The diagnosis of bronchiolitis obliterans is usually based on a pathological assessment of the lung biopsy specimen; however, even this might fail to detect diffuse lesions. In recent times, cases of bronchiolitis obliterans have been diagnosed based on clinical symptoms and the use of less invasive examinations such as respiratory function tests and imaging (Fischer et al. 2010). Reports indicate that the evaluation of air trapping by high-resolution computed tomography during each inspiration and exhalation is useful for the diagnosis of bronchiolitis obliterans (Lee et al. 2000). Mosaic perfusion is considered a characteristic of bronchiolitis obliterans, and it might indicate uneven peripheral airway obstruction. The usefulness of ventilation-perfusion scintigraphy in the context of bronchiolitis obliterans has also been reported (Hasegawa et al. 2002).
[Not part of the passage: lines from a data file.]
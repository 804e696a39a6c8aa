//! Training metrics tracking.

use serde::{Deserialize, Serialize};

/// Loss history for one training run.
#[derive(Debug, Clone, Default, Serialize, Deserialize)]
pub struct TrainingMetrics {
    pub epochs_completed: usize,
    /// Sample-weighted mean training loss per epoch.
    pub loss_history: Vec<f64>,
    pub samples_per_epoch: usize,
    pub total_training_time_secs: f64,
}

impl TrainingMetrics {
    pub fn new(samples_per_epoch: usize) -> Self {
        Self {
            samples_per_epoch,
            ..Default::default()
        }
    }

    pub fn record_epoch(&mut self, loss: f64) {
        self.loss_history.push(loss);
        self.epochs_completed += 1;
    }

    pub fn last_loss(&self) -> Option<f64> {
        self.loss_history.last().copied()
    }
}

/// Running sum of per-sample loss within one epoch.
///
/// Batch losses are means over the batch, so each is weighted by its batch
/// length; the short final batch counts for exactly its samples.
#[derive(Debug, Clone, Copy, Default)]
pub struct EpochLoss {
    total: f64,
    samples: usize,
}

impl EpochLoss {
    pub fn add_batch(&mut self, mean_loss: f64, batch_len: usize) {
        self.total += mean_loss * batch_len as f64;
        self.samples += batch_len;
    }

    pub fn samples(&self) -> usize {
        self.samples
    }

    /// Average over `dataset_len` samples; zero for an empty dataset.
    pub fn average(&self, dataset_len: usize) -> f64 {
        if dataset_len == 0 {
            0.0
        } else {
            self.total / dataset_len as f64
        }
    }
}

#[cfg(test)]
mod tests {
    use super::*;

    #[test]
    fn test_record_epoch() {
        let mut metrics = TrainingMetrics::new(32);
        metrics.record_epoch(2.3);
        metrics.record_epoch(1.9);
        assert_eq!(metrics.epochs_completed, 2);
        assert_eq!(metrics.last_loss(), Some(1.9));
        assert_eq!(metrics.samples_per_epoch, 32);
    }

    #[test]
    fn test_epoch_loss_weights_by_batch_len() {
        let mut loss = EpochLoss::default();
        loss.add_batch(1.0, 16);
        loss.add_batch(4.0, 4);
        assert_eq!(loss.samples(), 20);
        assert!((loss.average(20) - 1.6).abs() < 1e-12);
    }

    #[test]
    fn test_epoch_loss_empty() {
        assert_eq!(EpochLoss::default().average(0), 0.0);
    }
}
//! Image fetcher: downloads manifest images into grade-named folders.
//!
//! Each record contributes up to two files, one per [`Side`], at
//! `<output_dir>/<grade>/<id>_<side>_<basename>`. Existing files are never
//! re-fetched. Requests run one after another; a failed download is logged
//! and counted, never fatal.

use crate::error::Result;
use crate::manifest::{CardRecord, Side};
use cardgrade_core::FetcherConfig;
use std::fmt;
use std::path::{Path, PathBuf};
use std::time::Duration;
use tracing::{debug, info, warn};

/// Final path segment of `url` as written, without query string, fragment
/// or `;params`. Percent escapes and non-ASCII characters are kept verbatim.
///
/// Strings without a `scheme://host` prefix are treated as bare paths.
pub fn safe_filename(url: &str) -> String {
    let url = url.split('#').next().unwrap_or_default();
    let url = url.split('?').next().unwrap_or_default();
    let base = url_path(url).rsplit('/').next().unwrap_or_default();
    base.split(';').next().unwrap_or_default().to_string()
}

/// Everything after `scheme:` and `//authority`, if present.
fn url_path(url: &str) -> &str {
    let rest = match url.split_once(':') {
        Some((scheme, rest)) if is_scheme(scheme) => rest,
        _ => url,
    };
    match rest.strip_prefix("//") {
        Some(authority) => authority.find('/').map_or("", |i| &authority[i..]),
        None => rest,
    }
}

fn is_scheme(s: &str) -> bool {
    let mut chars = s.chars();
    chars.next().is_some_and(|c| c.is_ascii_alphabetic())
        && chars.all(|c| c.is_ascii_alphanumeric() || matches!(c, '+' | '-' | '.'))
}

/// `<id>_<side>_<basename>` for one image of `record`.
///
/// Two records sharing id, side and basename map to the same name; the
/// second one is then skipped as already present.
pub fn derive_filename(record: &CardRecord, side: Side, url: &str) -> String {
    format!("{}_{}_{}", record.id_label(), side, safe_filename(url))
}

/// Full destination path for one image of `record`.
pub fn destination(output_dir: &Path, record: &CardRecord, side: Side, url: &str) -> PathBuf {
    output_dir
        .join(record.grade_label())
        .join(derive_filename(record, side, url))
}

/// A download that did not produce a file.
#[derive(Debug, Clone, PartialEq)]
pub struct FailedDownload {
    pub url: String,
    pub error: String,
}

/// Counters for one fetch run.
#[derive(Debug, Clone, Default, PartialEq)]
pub struct FetchSummary {
    pub downloaded: usize,
    /// Destination already existed; no request made.
    pub skipped: usize,
    pub failed: Vec<FailedDownload>,
    pub bytes: u64,
}

impl fmt::Display for FetchSummary {
    fn fmt(&self, f: &mut fmt::Formatter<'_>) -> fmt::Result {
        write!(
            f,
            "{} downloaded ({} bytes), {} already present, {} failed",
            self.downloaded,
            self.bytes,
            self.skipped,
            self.failed.len()
        )
    }
}

/// Sequential HTTP downloader rooted at an output directory.
pub struct ImageFetcher {
    client: reqwest::Client,
    output_dir: PathBuf,
}

impl ImageFetcher {
    pub fn new(output_dir: impl Into<PathBuf>, config: &FetcherConfig) -> Result<Self> {
        let client = reqwest::Client::builder()
            .timeout(Duration::from_secs(config.timeout_secs))
            .user_agent(config.user_agent.as_str())
            .build()?;
        Ok(Self {
            client,
            output_dir: output_dir.into(),
        })
    }

    /// Ensure every non-empty image URL in `records` exists on disk.
    ///
    /// Only a failure to create a grade folder aborts the run.
    pub async fn fetch_all(&self, records: &[CardRecord]) -> Result<FetchSummary> {
        let mut summary = FetchSummary::default();

        for record in records {
            for side in Side::ALL {
                let Some(url) = record.image_url(side) else {
                    continue;
                };

                let out_path = destination(&self.output_dir, record, side, url);
                if let Some(folder) = out_path.parent() {
                    tokio::fs::create_dir_all(folder).await?;
                }

                if tokio::fs::try_exists(&out_path).await.unwrap_or(false) {
                    debug!(path = %out_path.display(), "Already present, skipping");
                    summary.skipped += 1;
                    continue;
                }

                info!("Downloading {} -> {}", url, out_path.display());
                match self.download(url, &out_path).await {
                    Ok(bytes) => {
                        summary.downloaded += 1;
                        summary.bytes += bytes;
                    }
                    Err(e) => {
                        warn!("Failed to download {}: {}", url, e);
                        summary.failed.push(FailedDownload {
                            url: url.to_string(),
                            error: e.to_string(),
                        });
                    }
                }
            }
        }

        Ok(summary)
    }

    /// GET `url` and write the full body to `out_path`.
    async fn download(&self, url: &str, out_path: &Path) -> Result<u64> {
        let response = self.client.get(url).send().await?.error_for_status()?;
        let body = response.bytes().await?;
        tokio::fs::write(out_path, &body).await?;
        Ok(body.len() as u64)
    }
}

#[cfg(test)]
mod tests {
    use super::*;
    use crate::manifest::parse_manifest;
    use mockito::Matcher;
    use pretty_assertions::assert_eq;
    use proptest::prelude::*;
    use std::sync::{Arc, Mutex};
    use tracing_subscriber::fmt::MakeWriter;

    /// Collects formatted log lines for assertions.
    #[derive(Clone, Default)]
    struct LogBuffer(Arc<Mutex<Vec<u8>>>);

    impl LogBuffer {
        fn contents(&self) -> String {
            String::from_utf8(self.0.lock().unwrap().clone()).unwrap()
        }
    }

    impl std::io::Write for LogBuffer {
        fn write(&mut self, buf: &[u8]) -> std::io::Result<usize> {
            self.0.lock().unwrap().extend_from_slice(buf);
            Ok(buf.len())
        }

        fn flush(&mut self) -> std::io::Result<()> {
            Ok(())
        }
    }

    impl<'a> MakeWriter<'a> for LogBuffer {
        type Writer = LogBuffer;

        fn make_writer(&'a self) -> Self::Writer {
            self.clone()
        }
    }

    fn fetcher(dir: &Path) -> ImageFetcher {
        ImageFetcher::new(dir, &FetcherConfig::default()).unwrap()
    }

    #[test]
    fn test_safe_filename_strips_query() {
        assert_eq!(safe_filename("http://x/y/card.jpg?a=1"), "card.jpg");
        assert_eq!(safe_filename("https://i.ebayimg.com/images/g/abc/s-l1600.webp"), "s-l1600.webp");
        assert_eq!(safe_filename("http://x/y/card.jpg#frag"), "card.jpg");
    }

    #[test]
    fn test_safe_filename_without_basename() {
        assert_eq!(safe_filename("http://x"), "");
        assert_eq!(safe_filename("http://x/dir/"), "");
    }

    #[test]
    fn test_safe_filename_relative_fallback() {
        assert_eq!(safe_filename("images/front.png?size=large"), "front.png");
        assert_eq!(safe_filename("//cdn.example.com/a/back.png"), "back.png");
    }

    #[test]
    fn test_safe_filename_keeps_segment_as_written() {
        assert_eq!(safe_filename("http://x/y/my card.jpg"), "my card.jpg");
        assert_eq!(safe_filename("http://x/y/карта.jpg"), "карта.jpg");
        assert_eq!(safe_filename("http://x/y/my%20card.jpg"), "my%20card.jpg");
        assert_eq!(safe_filename("http://x/y/card.jpg;v=1"), "card.jpg");
        assert_eq!(safe_filename("http://x/a;b/card.jpg"), "card.jpg");
    }

    #[test]
    fn test_destination_matches_documented_example() {
        let records =
            parse_manifest(r#"[{"id":"42","grade":9,"imgUrlFront":"http://x/y/card.jpg?a=1"}]"#)
                .unwrap();
        let url = records[0].image_url(Side::Front).unwrap();
        let path = destination(Path::new("out"), &records[0], Side::Front, url);
        assert_eq!(path, Path::new("out").join("9").join("42_imgUrlFront_card.jpg"));
    }

    #[test]
    fn test_null_grade_and_id_render_as_none() {
        let records =
            parse_manifest(r#"[{"id":null,"grade":null,"imgUrlFront":"http://x/a.jpg"}]"#)
                .unwrap();
        let path = destination(Path::new("out"), &records[0], Side::Front, "http://x/a.jpg");
        assert_eq!(path, Path::new("out").join("None").join("None_imgUrlFront_a.jpg"));
    }

    #[test]
    fn test_same_id_side_and_basename_collide() {
        let records = parse_manifest(
            r#"[{"id":"1","grade":9,"imgUrlFront":"http://a/x/card.jpg"},
                {"id":"1","grade":9,"imgUrlFront":"http://b/y/card.jpg?v=2"}]"#,
        )
        .unwrap();
        let out = Path::new("out");
        let first = destination(out, &records[0], Side::Front, "http://a/x/card.jpg");
        let second = destination(out, &records[1], Side::Front, "http://b/y/card.jpg?v=2");
        assert_eq!(first, second);
    }

    #[tokio::test]
    async fn test_fetch_writes_file_and_skips_on_rerun() {
        let mut server = mockito::Server::new_async().await;
        let mock = server
            .mock("GET", "/y/card.jpg")
            .match_query(Matcher::Any)
            .with_status(200)
            .with_body("front-bytes")
            .expect(1)
            .create_async()
            .await;

        let dir = tempfile::tempdir().unwrap();
        let records = parse_manifest(&format!(
            r#"[{{"id":"42","grade":9,"imgUrlFront":"{}/y/card.jpg?a=1"}}]"#,
            server.url()
        ))
        .unwrap();
        let fetcher = fetcher(dir.path());

        let first = fetcher.fetch_all(&records).await.unwrap();
        assert_eq!(first.downloaded, 1);
        assert_eq!(first.bytes, 11);
        let expected = dir.path().join("9").join("42_imgUrlFront_card.jpg");
        assert_eq!(std::fs::read(&expected).unwrap(), b"front-bytes");

        let second = fetcher.fetch_all(&records).await.unwrap();
        assert_eq!(second.downloaded, 0);
        assert_eq!(second.skipped, 1);

        mock.assert_async().await;
    }

    #[tokio::test]
    async fn test_missing_grade_goes_to_unknown_folder() {
        let mut server = mockito::Server::new_async().await;
        let _mock = server
            .mock("GET", "/back.png")
            .with_status(200)
            .with_body("png")
            .create_async()
            .await;

        let dir = tempfile::tempdir().unwrap();
        let records = parse_manifest(&format!(
            r#"[{{"id":"7","imgUrlBack":"{}/back.png"}}]"#,
            server.url()
        ))
        .unwrap();

        fetcher(dir.path()).fetch_all(&records).await.unwrap();
        assert!(dir.path().join("unknown").join("7_imgUrlBack_back.png").is_file());
    }

    #[tokio::test]
    async fn test_failure_does_not_stop_the_run() {
        let mut server = mockito::Server::new_async().await;
        let _missing = server
            .mock("GET", "/missing.jpg")
            .with_status(404)
            .create_async()
            .await;
        let _ok = server
            .mock("GET", "/ok.jpg")
            .with_status(200)
            .with_body("ok")
            .create_async()
            .await;

        let dir = tempfile::tempdir().unwrap();
        let base = server.url();
        let records = parse_manifest(&format!(
            r#"[{{"id":"1","grade":3,"imgUrlFront":"{base}/missing.jpg","imgUrlBack":"{base}/ok.jpg"}},
                {{"id":"2","grade":4,"imgUrlFront":"{base}/ok.jpg"}}]"#
        ))
        .unwrap();

        let summary = fetcher(dir.path()).fetch_all(&records).await.unwrap();
        assert_eq!(summary.downloaded, 2);
        assert_eq!(summary.failed.len(), 1);
        assert_eq!(summary.failed[0].url, format!("{base}/missing.jpg"));
        assert!(summary.failed[0].error.contains("404"));

        // Folder exists even though its front image failed.
        assert!(!dir.path().join("3").join("1_imgUrlFront_missing.jpg").exists());
        assert!(dir.path().join("3").join("1_imgUrlBack_ok.jpg").is_file());
        assert!(dir.path().join("4").join("2_imgUrlFront_ok.jpg").is_file());
    }

    #[tokio::test]
    async fn test_progress_and_failure_lines_are_logged() {
        let mut server = mockito::Server::new_async().await;
        let _missing = server
            .mock("GET", "/gone.jpg")
            .with_status(404)
            .create_async()
            .await;
        let _ok = server
            .mock("GET", "/ok.jpg")
            .with_status(200)
            .with_body("ok")
            .create_async()
            .await;

        let logs = LogBuffer::default();
        let subscriber = tracing_subscriber::fmt()
            .with_writer(logs.clone())
            .with_ansi(false)
            .with_max_level(tracing::Level::INFO)
            .finish();
        let _guard = tracing::subscriber::set_default(subscriber);

        let dir = tempfile::tempdir().unwrap();
        let base = server.url();
        let records = parse_manifest(&format!(
            r#"[{{"id":"1","grade":3,"imgUrlFront":"{base}/gone.jpg","imgUrlBack":"{base}/ok.jpg"}}]"#
        ))
        .unwrap();
        fetcher(dir.path()).fetch_all(&records).await.unwrap();

        let output = logs.contents();
        let front = dir.path().join("3").join("1_imgUrlFront_gone.jpg");
        let back = dir.path().join("3").join("1_imgUrlBack_ok.jpg");
        assert!(
            output.contains(&format!("Downloading {base}/gone.jpg -> {}", front.display())),
            "{output}"
        );
        assert!(
            output.contains(&format!("Downloading {base}/ok.jpg -> {}", back.display())),
            "{output}"
        );
        assert!(
            output.contains(&format!("Failed to download {base}/gone.jpg: ")),
            "{output}"
        );
        assert_eq!(output.matches("Failed to download").count(), 1);
    }

    #[tokio::test]
    async fn test_connection_error_is_recorded() {
        let dir = tempfile::tempdir().unwrap();
        // Port 9 (discard) on localhost is not expected to accept HTTP.
        let records =
            parse_manifest(r#"[{"id":"1","grade":5,"imgUrlFront":"http://127.0.0.1:9/a.jpg"}]"#)
                .unwrap();

        let summary = fetcher(dir.path()).fetch_all(&records).await.unwrap();
        assert_eq!(summary.downloaded, 0);
        assert_eq!(summary.failed.len(), 1);
        assert!(dir.path().join("5").is_dir());
    }

    #[tokio::test]
    async fn test_records_without_urls_create_nothing() {
        let dir = tempfile::tempdir().unwrap();
        let records = parse_manifest(r#"[{"id":"1","grade":5,"imgUrlFront":""}]"#).unwrap();

        let summary = fetcher(dir.path()).fetch_all(&records).await.unwrap();
        assert_eq!(summary, FetchSummary::default());
        assert!(!dir.path().join("5").exists());
    }

    proptest! {
        #[test]
        fn prop_query_never_reaches_filename(
            base in "[a-z0-9_-]{1,16}\\.(jpg|png|webp)",
            query in "[a-z0-9=&]{0,24}",
        ) {
            let url = format!("https://img.example.com/cards/{base}?{query}");
            prop_assert_eq!(safe_filename(&url), base);
        }
    }
}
In current times, it is possible to establish a diagnosis by combining the results of these non-invasive examinations.

There is no established treatment for bronchiolitis obliterans. Inhaled corticosteroids are often administered, and some reports state that a combination of budesonide and formoterol fumarate hydrate (Β2 adrenergic receptor agonist) is effective (Bergeron et al. 2007). Leukotriene receptor antagonists are effective after hematopoietic stem cell transplantation (Verleden et al. 2011). Although these treatments have evidently been effective in some cases, responses might vary depending on the cause and stage of bronchiolitis obliterans. In a mouse model of bronchiolitis obliterans, the bronchiolar epithelium was damaged after hematopoietic stem cell transplantation due to the infiltration of inflammatory cells and remodeling during the healing process, resulting in stenosis and occlusion of the bronchioles (Nicod 2006). Administration of pulse methylprednisolone in patients with early-stage postinfectious bronchiolitis obliterans is reported to be effective (Tanou et al. 2015).

Owing to misdiagnosis, our patient had been on a regimen of a leukotriene receptor antagonist and an inhaled corticosteroid since the age of 1 year. However, she was repeatedly hospitalized and experienced exertional dyspnea daily. In this patient, the appropriate diagnosis of bronchiolitis obliterans and the commencement of alternative treatments should have been considered at an earlier stage, although the patient had the possibility of concomitant asthma. Therefore, further studies investigating the methods for the early diagnosis and effective treatment of bronchiolitis obliterans in pediatric patients are needed.

Acknowledgments

We would like to thank Editage (https://www.editage.com) for English language editing. No funding was received for this report.

Conflict of Interest

The authors declare no conflict of interest.